** DATASET ENTRIES follows **

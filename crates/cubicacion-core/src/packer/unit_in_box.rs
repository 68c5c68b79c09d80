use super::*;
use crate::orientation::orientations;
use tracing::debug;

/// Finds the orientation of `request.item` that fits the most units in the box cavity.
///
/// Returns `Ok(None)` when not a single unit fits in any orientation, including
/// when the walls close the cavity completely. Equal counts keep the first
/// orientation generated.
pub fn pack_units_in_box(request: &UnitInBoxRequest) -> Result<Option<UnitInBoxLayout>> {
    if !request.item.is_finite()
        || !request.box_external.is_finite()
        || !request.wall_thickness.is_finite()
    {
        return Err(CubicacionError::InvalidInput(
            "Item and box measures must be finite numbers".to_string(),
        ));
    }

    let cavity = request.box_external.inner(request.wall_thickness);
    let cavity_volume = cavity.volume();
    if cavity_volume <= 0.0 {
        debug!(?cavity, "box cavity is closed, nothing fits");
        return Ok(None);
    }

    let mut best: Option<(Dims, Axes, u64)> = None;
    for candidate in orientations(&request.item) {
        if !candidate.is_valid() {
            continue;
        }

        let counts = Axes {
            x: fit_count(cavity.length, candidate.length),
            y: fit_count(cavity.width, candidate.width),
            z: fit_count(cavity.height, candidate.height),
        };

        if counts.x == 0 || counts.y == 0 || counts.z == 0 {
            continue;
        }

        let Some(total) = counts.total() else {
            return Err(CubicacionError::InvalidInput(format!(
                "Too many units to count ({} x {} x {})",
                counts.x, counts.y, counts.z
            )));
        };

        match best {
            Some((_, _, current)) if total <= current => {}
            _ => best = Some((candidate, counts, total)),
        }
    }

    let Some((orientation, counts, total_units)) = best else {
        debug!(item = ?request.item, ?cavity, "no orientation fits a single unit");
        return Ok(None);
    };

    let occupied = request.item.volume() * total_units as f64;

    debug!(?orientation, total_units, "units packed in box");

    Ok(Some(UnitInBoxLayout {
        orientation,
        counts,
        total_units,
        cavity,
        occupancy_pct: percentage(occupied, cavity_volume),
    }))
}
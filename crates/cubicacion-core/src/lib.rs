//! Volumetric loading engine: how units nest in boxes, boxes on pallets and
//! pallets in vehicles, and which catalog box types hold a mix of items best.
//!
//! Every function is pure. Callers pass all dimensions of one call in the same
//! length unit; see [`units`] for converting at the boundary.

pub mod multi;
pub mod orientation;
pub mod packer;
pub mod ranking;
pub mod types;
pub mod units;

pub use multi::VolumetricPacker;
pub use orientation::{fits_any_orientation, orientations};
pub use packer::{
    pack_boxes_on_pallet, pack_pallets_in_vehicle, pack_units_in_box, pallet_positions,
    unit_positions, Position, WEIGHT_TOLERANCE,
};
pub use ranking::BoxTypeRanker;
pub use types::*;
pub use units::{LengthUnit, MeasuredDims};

** End of DATASET ENTRIES **

GOAL OF THE EXERCISE:
Whenever a line above includes the string "None", copy it.

EXERCISE RESULT:
/// Returns `Ok(None)` when not a single unit fits in any orientation, including
        return Ok(None);
    let mut best: Option<(Dims, Axes, u64)> = None;
        return Ok(None);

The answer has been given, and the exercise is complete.